**Directions**
Report every line of the records beneath this task that holds the string "crate".

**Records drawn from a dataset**

* * * *

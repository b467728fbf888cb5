//! Structured logging.
//!
//! # Responsibilities
//! - Initialize the global tracing subscriber once at startup
//! - Pick the output format and default level from the deployment environment
//!
//! # Design Decisions
//! - Uses tracing crate for structured logging
//! - JSON format for dev and prod, pretty format for local development
//! - `RUST_LOG` overrides the configured level

use thiserror::Error;
use tracing_subscriber::{
    filter::ParseError, fmt, layer::SubscriberExt, util::SubscriberInitExt, EnvFilter,
};

use crate::config::AppEnv;

#[derive(Debug, Error)]
pub enum LoggingError {
    #[error("invalid log filter `{filter}`: {source}")]
    Filter {
        filter: String,
        #[source]
        source: ParseError,
    },

    #[error("logging already initialized: {0}")]
    AlreadyInitialized(#[from] tracing_subscriber::util::TryInitError),
}

/// Default level per environment.
pub fn default_level(env: AppEnv) -> &'static str {
    match env {
        AppEnv::Local | AppEnv::Dev => "debug",
        AppEnv::Prod => "info",
    }
}

/// Filter directives for a level: our crate and tower-http at `level`,
/// everything else at info.
pub fn filter_directives(level: &str) -> String {
    format!("info,api_gateway={level},tower_http={level}")
}

/// Install the global subscriber.
pub fn init(env: AppEnv, level: Option<&str>) -> Result<(), LoggingError> {
    let filter = match EnvFilter::try_from_default_env() {
        Ok(filter) => filter,
        Err(_) => {
            let directives = filter_directives(level.unwrap_or_else(|| default_level(env)));
            EnvFilter::try_new(&directives).map_err(|source| LoggingError::Filter {
                filter: directives,
                source,
            })?
        }
    };

    let (json, pretty) = match env {
        AppEnv::Local => (None, Some(fmt::layer().pretty().with_target(true))),
        AppEnv::Dev | AppEnv::Prod => (
            Some(fmt::layer().json().with_current_span(true).with_span_list(false)),
            None,
        ),
    };

    tracing_subscriber::registry()
        .with(filter)
        .with(json)
        .with(pretty)
        .try_init()?;

    Ok(())
}

#[cfg(test)]
mod tests {
    use super::*;

    #[test]
    fn levels_follow_environment() {
        assert_eq!(default_level(AppEnv::Local), "debug");
        assert_eq!(default_level(AppEnv::Dev), "debug");
        assert_eq!(default_level(AppEnv::Prod), "info");
    }

    #[test]
    fn directives_parse() {
        for level in ["trace", "debug", "info", "warn", "error"] {
            assert!(EnvFilter::try_new(filter_directives(level)).is_ok(), "{level}");
        }
    }
}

* * * *

**Solution to this problem**
//! - Uses tracing crate for structured logging
use crate::config::AppEnv;
/// Filter directives for a level: our crate and tower-http at `level`,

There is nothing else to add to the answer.